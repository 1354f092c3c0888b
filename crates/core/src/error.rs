#[derive(Debug, thiserror::Error)]
pub enum HmsError {
    #[error("database error: {0}")]
    Database(#[from] rusqlite::Error),
    #[error("migration failed at version {version}: {reason}")]
    MigrationFailed { version: i64, reason: String },
    #[error("database lock poisoned")]
    LockPoisoned,

    #[error("{entity} not found: {id}")]
    NotFound { entity: &'static str, id: String },
    #[error("{field}: {message}")]
    Validation { field: String, message: String },
    #[error("invalid value for {field}: {value}")]
    InvalidEnum { field: String, value: String },
    #[error("conflict: {0}")]
    Conflict(String),
    #[error("forbidden: {0}")]
    Forbidden(String),
    #[error("invalid input: {0}")]
    InvalidInput(String),

    #[error("failed to serialize value: {0}")]
    Serialization(serde_json::Error),
    #[error("failed to deserialize value: {0}")]
    Deserialization(serde_json::Error),
    #[error("failed to parse YAML at {path}: {source}")]
    YamlDeserialization {
        path: String,
        #[source]
        source: serde_yaml::Error,
    },
    #[error("failed to read file: {0}")]
    FileRead(std::io::Error),
    #[error("invalid timestamp: {0}")]
    InvalidTimestamp(String),
    #[error("text error: {0}")]
    Text(#[from] hms_types::TextError),
}

impl HmsError {
    pub fn not_found(entity: &'static str, id: impl ToString) -> Self {
        Self::NotFound {
            entity,
            id: id.to_string(),
        }
    }

    pub fn validation(field: impl Into<String>, message: impl Into<String>) -> Self {
        Self::Validation {
            field: field.into(),
            message: message.into(),
        }
    }

    /// Field name carried by validation-type errors, if any.
    pub fn field(&self) -> Option<&str> {
        match self {
            Self::Validation { field, .. } | Self::InvalidEnum { field, .. } => Some(field),
            _ => None,
        }
    }
}

pub type HmsResult<T> = std::result::Result<T, HmsError>;

/// Attaches a field name to a `TextError` raised while validating request input.
pub(crate) fn text_field<T>(
    field: &str,
    res: Result<T, hms_types::TextError>,
) -> HmsResult<T> {
    res.map_err(|e| HmsError::validation(field, e.to_string()))
}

================================

▶ **Problem**: Read the data above and pull out each line that holds the string "from".

▶ **Response to this task**:
    Database(#[from] rusqlite::Error),
    Text(#[from] hms_types::TextError),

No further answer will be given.